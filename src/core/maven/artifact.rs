use std::fmt;
use std::path::PathBuf;

use crate::core::error::{LauncherError, LauncherResult};

/// A parsed Maven coordinate as used by loader profiles.
///
/// Supported formats:
///   `groupId:artifactId:version`
///   `groupId:artifactId:version:classifier`
///   `groupId:artifactId:version[:classifier]@extension`
#[derive(Debug, Clone, PartialEq, Eq, Hash)]
pub struct MavenArtifact {
    pub group_id: String,
    pub artifact_id: String,
    pub version: String,
    pub classifier: Option<String>,
    /// File extension. Defaults to `"jar"`.
    pub extension: String,
}

impl MavenArtifact {
    pub fn parse(coord: &str) -> LauncherResult<Self> {
        let (coord_part, extension) = match coord.rsplit_once('@') {
            Some((head, ext)) => (head, ext),
            None => (coord, "jar"),
        };

        let parts: Vec<&str> = coord_part.split(':').collect();
        if parts.iter().any(|p| p.trim().is_empty()) || extension.is_empty() {
            return Err(LauncherError::InvalidMavenCoordinate(coord.to_string()));
        }

        let segments_ok = parts[0].split('.').all(is_path_segment)
            && parts[1..].iter().all(|p| is_path_segment(p))
            && is_path_segment(extension);
        if !segments_ok {
            return Err(LauncherError::InvalidMavenCoordinate(coord.to_string()));
        }

        let classifier = match parts.len() {
            3 => None,
            4 => Some(parts[3].to_string()),
            _ => return Err(LauncherError::InvalidMavenCoordinate(coord.to_string())),
        };

        Ok(Self {
            group_id: parts[0].to_string(),
            artifact_id: parts[1].to_string(),
            version: parts[2].to_string(),
            classifier,
            extension: extension.to_string(),
        })
    }

    /// `net.fabricmc` → `net/fabricmc`
    pub fn group_path(&self) -> String {
        self.group_id.replace('.', "/")
    }

    /// `artifactId-version[-classifier].extension`
    pub fn filename(&self) -> String {
        match &self.classifier {
            Some(c) => format!(
                "{}-{}-{}.{}",
                self.artifact_id, self.version, c, self.extension
            ),
            None => format!("{}-{}.{}", self.artifact_id, self.version, self.extension),
        }
    }

    /// `<group_path>/<artifact_id>/<version>/<filename>` with forward slashes.
    pub fn relative_url_path(&self) -> String {
        format!(
            "{}/{}/{}/{}",
            self.group_path(),
            self.artifact_id,
            self.version,
            self.filename()
        )
    }

    /// Full URL under a repository base; trailing slashes on the base are ignored.
    pub fn url(&self, repo_base: &str) -> String {
        format!(
            "{}/{}",
            repo_base.trim_end_matches('/'),
            self.relative_url_path()
        )
    }

    /// Path relative to the libraries directory.
    pub fn local_path(&self) -> PathBuf {
        PathBuf::from(self.group_path())
            .join(&self.artifact_id)
            .join(&self.version)
            .join(self.filename())
    }

    /// `group:artifact[:classifier]`, the identity used to de-duplicate classpath entries.
    pub fn unversioned_key(&self) -> String {
        match &self.classifier {
            Some(c) => format!("{}:{}:{}", self.group_id, self.artifact_id, c),
            None => format!("{}:{}", self.group_id, self.artifact_id),
        }
    }
}

/// A single, non-empty path component that stays inside its parent directory.
fn is_path_segment(segment: &str) -> bool {
    !segment.is_empty()
        && segment != "."
        && segment != ".."
        && !segment.contains(['/', '\\'])
        && !segment.contains(':')
}

impl fmt::Display for MavenArtifact {
    fn fmt(&self, f: &mut fmt::Formatter<'_>) -> fmt::Result {
        write!(f, "{}:{}:{}", self.group_id, self.artifact_id, self.version)?;
        if let Some(c) = &self.classifier {
            write!(f, ":{c}")?;
        }
        if self.extension != "jar" {
            write!(f, "@{}", self.extension)?;
        }
        Ok(())
    }
}
use std::path::{Path, PathBuf};

pub const APP_DIR_NAME: &str = ".SHEIHU";

/// On-disk layout of the game root.
///
/// ```text
/// <root>/
///   versions/<id>/<id>.json, <id>.jar
///   libraries/<maven layout>
///   assets/indexes/<index>.json
///   assets/objects/<hh>/<hash>
///   runtime/            bundled Java
///   natives/<id>/       extracted native libraries
///   launcher_config.json, settings.json
/// ```
#[derive(Debug, Clone)]
pub struct GameLayout {
    root: PathBuf,
}

impl GameLayout {
    pub fn new(root: impl Into<PathBuf>) -> Self {
        Self { root: root.into() }
    }

    /// `<data dir>/.SHEIHU`, falling back to the working directory.
    pub fn default_root() -> PathBuf {
        dirs::data_dir()
            .unwrap_or_else(|| PathBuf::from("."))
            .join(APP_DIR_NAME)
    }

    pub fn root(&self) -> &Path {
        &self.root
    }

    pub fn versions_dir(&self) -> PathBuf {
        self.root.join("versions")
    }

    pub fn version_dir(&self, id: &str) -> PathBuf {
        self.versions_dir().join(id)
    }

    pub fn version_json(&self, id: &str) -> PathBuf {
        self.version_dir(id).join(format!("{id}.json"))
    }

    pub fn client_jar(&self, id: &str) -> PathBuf {
        self.version_dir(id).join(format!("{id}.jar"))
    }

    pub fn libraries_dir(&self) -> PathBuf {
        self.root.join("libraries")
    }

    pub fn assets_dir(&self) -> PathBuf {
        self.root.join("assets")
    }

    pub fn asset_indexes_dir(&self) -> PathBuf {
        self.assets_dir().join("indexes")
    }

    pub fn asset_objects_dir(&self) -> PathBuf {
        self.assets_dir().join("objects")
    }

    pub fn runtime_dir(&self) -> PathBuf {
        self.root.join("runtime")
    }

    pub fn natives_dir(&self, id: &str) -> PathBuf {
        self.root.join("natives").join(id)
    }

    pub fn config_file(&self) -> PathBuf {
        self.root.join("launcher_config.json")
    }

    pub fn settings_file(&self) -> PathBuf {
        self.root.join("settings.json")
    }
}

#[cfg(test)]
mod tests {
    use super::*;

    #[test]
    fn version_files_live_under_their_id() {
        let layout = GameLayout::new("/games/sheihu");
        assert_eq!(
            layout.client_jar("1.21.11"),
            PathBuf::from("/games/sheihu/versions/1.21.11/1.21.11.jar")
        );
        assert_eq!(
            layout.version_json("fabric-loader-0.18.4-1.21.11"),
            PathBuf::from(
                "/games/sheihu/versions/fabric-loader-0.18.4-1.21.11/fabric-loader-0.18.4-1.21.11.json"
            )
        );
    }
}
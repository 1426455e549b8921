use std::path::PathBuf;
use thiserror::Error;

/// Central error type for the whole provisioning backend.
/// Every module returns `Result<T, LauncherError>`.
#[derive(Debug, Error)]
pub enum LauncherError {
    // ── IO ──────────────────────────────────────────────
    #[error("IO error at {path:?}: {source}")]
    Io {
        path: PathBuf,
        source: std::io::Error,
    },

    // ── Network ─────────────────────────────────────────
    #[error("HTTP request failed: {0}")]
    Http(#[from] reqwest::Error),

    #[error("Download failed for {url}: HTTP {status}: {reason}")]
    HttpStatus {
        url: String,
        status: u16,
        reason: String,
    },

    #[error("Too many redirects (limit {limit}) while fetching {url}")]
    TooManyRedirects { url: String, limit: usize },

    #[error("Invalid URL: {0}")]
    InvalidUrl(String),

    #[error("Operation cancelled")]
    Cancelled,

    // ── Integrity ───────────────────────────────────────
    #[error("{algorithm} mismatch for {path:?}: expected {expected}, got {actual}")]
    ChecksumMismatch {
        path: PathBuf,
        algorithm: &'static str,
        expected: String,
        actual: String,
    },

    // ── Maven ───────────────────────────────────────────
    #[error("Invalid Maven coordinate: {0}")]
    InvalidMavenCoordinate(String),

    // ── JSON ────────────────────────────────────────────
    #[error("JSON error: {0}")]
    Json(#[from] serde_json::Error),

    // ── Version ─────────────────────────────────────────
    #[error("Version {0} not found in manifest")]
    VersionNotFound(String),

    #[error("Version {0} does not declare a client download")]
    MissingDownload(String),

    // ── Java ────────────────────────────────────────────
    #[error("Runtime at {root:?} is incomplete: {expected:?} is missing")]
    RuntimeIncomplete { root: PathBuf, expected: PathBuf },

    #[error("Java execution failed: {0}")]
    JavaExecution(String),

    // ── Archive ─────────────────────────────────────────
    #[error("Zip extraction error: {0}")]
    Zip(#[from] zip::result::ZipError),

    // ── Generic ─────────────────────────────────────────
    #[error("{0}")]
    Other(String),
}

/// Convenience alias used throughout the crate.
pub type LauncherResult<T> = Result<T, LauncherError>;

impl LauncherError {
    /// Wrap an IO error with the path it happened on.
    pub fn io(path: impl Into<PathBuf>, source: std::io::Error) -> Self {
        LauncherError::Io {
            path: path.into(),
            source,
        }
    }

    pub fn is_cancelled(&self) -> bool {
        matches!(self, LauncherError::Cancelled)
    }
}

impl From<std::io::Error> for LauncherError {
    fn from(source: std::io::Error) -> Self {
        LauncherError::Io {
            path: PathBuf::new(),
            source,
        }
    }
}

impl From<tokio::task::JoinError> for LauncherError {
    fn from(error: tokio::task::JoinError) -> Self {
        LauncherError::Other(format!("Task join error: {error}"))
    }
}
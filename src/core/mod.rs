// ─── SHEIHU Core ───
// Provisioning backend: everything needed to turn an empty directory into a
// launchable Minecraft install.
//
// Architecture:
//   core/
//     version/    Mojang manifest, version JSON, client jar + libraries
//     assets/     Asset index + object downloads
//     loaders/    Fabric / Quilt profiles and their libraries
//     java/       Bundled Java runtime download + layout normalization
//     bundle.rs   One-shot content archive
//     pipeline.rs Runs every install step in order
//     downloader/ Single-URL fetches with redirects, SHA-1 and cancellation
//     launch/     Classpath, natives, arguments, process spawn
//     auth/       Offline and caller-supplied Microsoft accounts
//     state/      Game layout, launcher config, user settings

pub mod archive;
pub mod assets;
pub mod auth;
pub mod bundle;
pub mod context;
pub mod downloader;
pub mod error;
pub mod http;
pub mod java;
pub mod launch;
pub mod loaders;
pub mod maven;
pub mod pipeline;
pub mod platform;
pub mod progress;
pub mod state;
pub mod version;

#[cfg(test)]
pub(crate) mod test_support;
use md5::{Digest, Md5};
use serde::{Deserialize, Serialize};

/// Client id placed in `${clientid}` when the caller supplies none.
pub const DEFAULT_CLIENT_ID: &str = "00000000402B5328";

const DEFAULT_USERNAME: &str = "Player";
const OFFLINE_ACCESS_TOKEN: &str = "offline_access_token";

#[derive(Debug, Clone, Copy, Serialize, Deserialize, PartialEq, Eq)]
#[serde(rename_all = "snake_case")]
pub enum AccountMode {
    Offline,
    Microsoft,
}

/// Identity handed to the game through launch placeholders.
///
/// Microsoft tokens are obtained elsewhere and passed in as-is.
#[derive(Debug, Clone, Serialize, Deserialize, PartialEq, Eq)]
pub struct Account {
    pub mode: AccountMode,
    pub username: String,
    pub uuid: String,
    pub access_token: String,
    pub xuid: String,
    pub user_type: String,
    pub client_id: String,
}

impl Default for Account {
    fn default() -> Self {
        Self::offline(DEFAULT_USERNAME)
    }
}

impl Account {
    pub fn offline(username: &str) -> Self {
        let username = match username.trim() {
            "" => DEFAULT_USERNAME,
            name => name,
        };
        Self {
            mode: AccountMode::Offline,
            username: username.to_string(),
            uuid: offline_uuid(username),
            access_token: OFFLINE_ACCESS_TOKEN.into(),
            xuid: "0".into(),
            user_type: "legacy".into(),
            client_id: DEFAULT_CLIENT_ID.into(),
        }
    }

    pub fn microsoft(username: &str, uuid: &str, access_token: &str) -> Self {
        Self {
            mode: AccountMode::Microsoft,
            username: username.trim().to_string(),
            uuid: uuid.trim().to_string(),
            access_token: access_token.trim().to_string(),
            xuid: "0".into(),
            user_type: "msa".into(),
            client_id: DEFAULT_CLIENT_ID.into(),
        }
        .sanitized()
    }

    /// Fill blank fields with values the game accepts.
    pub fn sanitized(mut self) -> Self {
        if self.username.trim().is_empty() {
            self.username = DEFAULT_USERNAME.into();
        }
        if self.uuid.trim().is_empty() {
            self.uuid = offline_uuid(&self.username);
        }
        if self.access_token.trim().is_empty() {
            self.access_token = OFFLINE_ACCESS_TOKEN.into();
        }
        if self.xuid.trim().is_empty() {
            self.xuid = "0".into();
        }
        if self.user_type.trim().is_empty() {
            self.user_type = match self.mode {
                AccountMode::Offline => "legacy".into(),
                AccountMode::Microsoft => "msa".into(),
            };
        }
        if self.client_id.trim().is_empty() {
            self.client_id = DEFAULT_CLIENT_ID.into();
        }
        self
    }
}

/// Name-based (v3) UUID of `OfflinePlayer:<name>`, as offline-mode servers compute it.
pub fn offline_uuid(username: &str) -> String {
    let digest = Md5::digest(format!("OfflinePlayer:{username}").as_bytes());
    let mut bytes = [0_u8; 16];
    bytes.copy_from_slice(&digest);
    uuid::Builder::from_md5_bytes(bytes)
        .into_uuid()
        .as_hyphenated()
        .to_string()
}
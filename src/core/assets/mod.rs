mod asset_index;

pub use asset_index::{
    install_assets, AssetIndex, AssetObject, AssetSummary, ASSET_PROGRESS_EVERY, RESOURCES_URL,
};
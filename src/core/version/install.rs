// ─── Version Install ───
// Version JSON cache, client jar, libraries (with natives) and assets.

use std::path::{Component, Path, PathBuf};

use tracing::{debug, info, warn};

use super::manifest::{resolve_version, ResolvedVersion};
use super::version_file::{DownloadArtifact, LibrarySpec, VersionDetails};
use crate::core::assets::install_assets;
use crate::core::context::InstallContext;
use crate::core::downloader::{sha1_file, FetchRequest};
use crate::core::error::{LauncherError, LauncherResult};
use crate::core::maven::MavenArtifact;
use crate::core::progress::{scaled, Phase, ProgressEvent};

/// Knobs for the asset phase.
#[derive(Debug, Clone, Copy)]
pub struct AssetOptions<'a> {
    pub resources_url: &'a str,
    pub concurrency: usize,
}

/// Read the cached version JSON when the version is already installed,
/// otherwise resolve it through the manifest.
///
/// "Installed" means both `<id>.json` and `<id>.jar` exist; in that case no
/// network request is made.
pub async fn load_or_resolve_version(
    ctx: InstallContext<'_>,
    manifest_url: &str,
    version_id: &str,
) -> LauncherResult<ResolvedVersion> {
    let json_path = ctx.layout.version_json(version_id);
    let jar_path = ctx.layout.client_jar(version_id);

    if json_path.exists() && jar_path.exists() {
        match read_cached(&json_path).await {
            Ok(resolved) => {
                info!("Version {} already installed", version_id);
                return Ok(resolved);
            }
            Err(e) => warn!(
                "Cached version file {:?} unreadable ({}), resolving again",
                json_path, e
            ),
        }
    }

    ctx.progress.emit(ProgressEvent::new(
        Phase::Version,
        format!("Downloading Minecraft {version_id}..."),
        0,
    ));
    resolve_version(ctx.fetcher, manifest_url, version_id).await
}

async fn read_cached(path: &Path) -> LauncherResult<ResolvedVersion> {
    let raw = tokio::fs::read_to_string(path)
        .await
        .map_err(|e| LauncherError::io(path, e))?;
    ResolvedVersion::from_value(serde_json::from_str(&raw)?)
}

/// Resolve (or load) a version and make sure everything it needs is on disk.
pub async fn install_version(
    ctx: InstallContext<'_>,
    manifest_url: &str,
    version_id: &str,
    assets: AssetOptions<'_>,
) -> LauncherResult<ResolvedVersion> {
    let resolved = load_or_resolve_version(ctx, manifest_url, version_id).await?;
    install_version_assets(ctx, &resolved, assets).await?;
    Ok(resolved)
}

/// Write the version cache, then fetch the client jar, libraries and assets.
///
/// Every step skips files that already exist, so a second run over a complete
/// install makes no requests.
pub async fn install_version_assets(
    ctx: InstallContext<'_>,
    resolved: &ResolvedVersion,
    assets: AssetOptions<'_>,
) -> LauncherResult<()> {
    let details = &resolved.details;
    let id = details.id.as_str();

    // Phase 1: version JSON and client jar
    let json_path = ctx.layout.version_json(id);
    let jar_path = ctx.layout.client_jar(id);
    let cache_was_present = json_path.exists();

    write_version_cache(&json_path, &resolved.raw).await?;

    let client = details
        .client_download()
        .ok_or_else(|| LauncherError::MissingDownload(id.to_string()))?;

    if jar_path.exists() && !cache_was_present && !matches_sha1(&jar_path, client).await? {
        warn!("Client jar {:?} does not match its checksum, replacing", jar_path);
        tokio::fs::remove_file(&jar_path)
            .await
            .map_err(|e| LauncherError::io(&jar_path, e))?;
    }

    if !jar_path.exists() {
        ctx.progress
            .emit(ProgressEvent::new(Phase::Client, "Downloading client...", 10));
        ctx.fetcher
            .fetch(FetchRequest::new(&client.url, &jar_path).sha1(client.sha1.as_deref()))
            .await?;
        info!("Downloaded client jar for {}", id);
    }

    // Phase 2: libraries
    install_libraries(ctx, details).await?;

    // Phase 3: assets
    match &details.asset_index {
        Some(index_ref) => {
            install_assets(ctx, index_ref, assets.resources_url, assets.concurrency).await?;
        }
        None => warn!("Version {} declares no asset index, skipping assets", id),
    }

    Ok(())
}

async fn write_version_cache(path: &Path, raw: &serde_json::Value) -> LauncherResult<()> {
    if let Some(parent) = path.parent() {
        tokio::fs::create_dir_all(parent)
            .await
            .map_err(|e| LauncherError::io(parent, e))?;
    }
    let json = serde_json::to_string_pretty(raw)?;
    tokio::fs::write(path, json)
        .await
        .map_err(|e| LauncherError::io(path, e))
}

async fn matches_sha1(path: &Path, artifact: &DownloadArtifact) -> LauncherResult<bool> {
    match &artifact.sha1 {
        Some(expected) => Ok(sha1_file(path).await?.eq_ignore_ascii_case(expected)),
        None => Ok(true),
    }
}

async fn install_libraries(ctx: InstallContext<'_>, details: &VersionDetails) -> LauncherResult<()> {
    let libraries_dir = ctx.layout.libraries_dir();
    let total = details.libraries.len();
    let mut fetched = 0usize;

    for (index, library) in details.libraries.iter().enumerate() {
        let processed = index + 1;
        if !library.is_allowed_on(&ctx.platform) {
            debug!("Skipping {} (rules)", library.name);
            continue;
        }

        let mut wanted = Vec::with_capacity(2);
        if let Some(artifact) = library.artifact() {
            wanted.push((artifact, library_path(&libraries_dir, library, artifact, None)?));
        }
        if let Some(native) = library.native_artifact(&ctx.platform) {
            let classifier = library.native_classifier(&ctx.platform);
            wanted.push((
                native,
                library_path(&libraries_dir, library, native, classifier.as_deref())?,
            ));
        }

        for (artifact, dest) in wanted {
            if dest.exists() {
                continue;
            }
            ctx.progress.emit(ProgressEvent::new(
                Phase::Library,
                format!("Libraries ({processed}/{total})"),
                10 + scaled(processed, total, 0, 40),
            ));
            ctx.fetcher
                .fetch(FetchRequest::new(&artifact.url, &dest).sha1(artifact.sha1.as_deref()))
                .await?;
            fetched += 1;
        }
    }

    info!("Libraries ready ({} fetched, {} declared)", fetched, total);
    ctx.progress.emit(ProgressEvent::new(
        Phase::Library,
        format!("Libraries ({total}/{total})"),
        50,
    ));
    Ok(())
}

/// Local path of a library file: the artifact's own `path` when given, otherwise
/// derived from the coordinate (plus the native classifier).
pub(crate) fn library_path(
    libraries_dir: &Path,
    library: &LibrarySpec,
    artifact: &DownloadArtifact,
    classifier: Option<&str>,
) -> LauncherResult<PathBuf> {
    let relative = match &artifact.path {
        Some(path) => PathBuf::from(path),
        None => {
            let mut coordinate = MavenArtifact::parse(&library.name)?;
            if let Some(classifier) = classifier {
                coordinate.classifier = Some(classifier.to_string());
            }
            coordinate.local_path()
        }
    };

    let escapes = relative
        .components()
        .any(|c| !matches!(c, Component::Normal(_)));
    if escapes {
        return Err(LauncherError::Other(format!(
            "Library path escapes the libraries directory: {:?}",
            relative
        )));
    }
    Ok(libraries_dir.join(relative))
}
++++++++
| Exercise |
Above are the records. Print exactly, and only, the lines from the line with "pub mod platform;" to the line with "fn default() ->", both inclusive.

| Task output |
pub mod platform;
pub mod progress;
pub mod state;
pub mod version;

#[cfg(test)]
pub(crate) mod test_support;
use md5::{Digest, Md5};
use serde::{Deserialize, Serialize};

/// Client id placed in `${clientid}` when the caller supplies none.
pub const DEFAULT_CLIENT_ID: &str = "00000000402B5328";

const DEFAULT_USERNAME: &str = "Player";
const OFFLINE_ACCESS_TOKEN: &str = "offline_access_token";

#[derive(Debug, Clone, Copy, Serialize, Deserialize, PartialEq, Eq)]
#[serde(rename_all = "snake_case")]
pub enum AccountMode {
    Offline,
    Microsoft,
}

/// Identity handed to the game through launch placeholders.
///
/// Microsoft tokens are obtained elsewhere and passed in as-is.
#[derive(Debug, Clone, Serialize, Deserialize, PartialEq, Eq)]
pub struct Account {
    pub mode: AccountMode,
    pub username: String,
    pub uuid: String,
    pub access_token: String,
    pub xuid: String,
    pub user_type: String,
    pub client_id: String,
}

impl Default for Account {
    fn default() -> Self {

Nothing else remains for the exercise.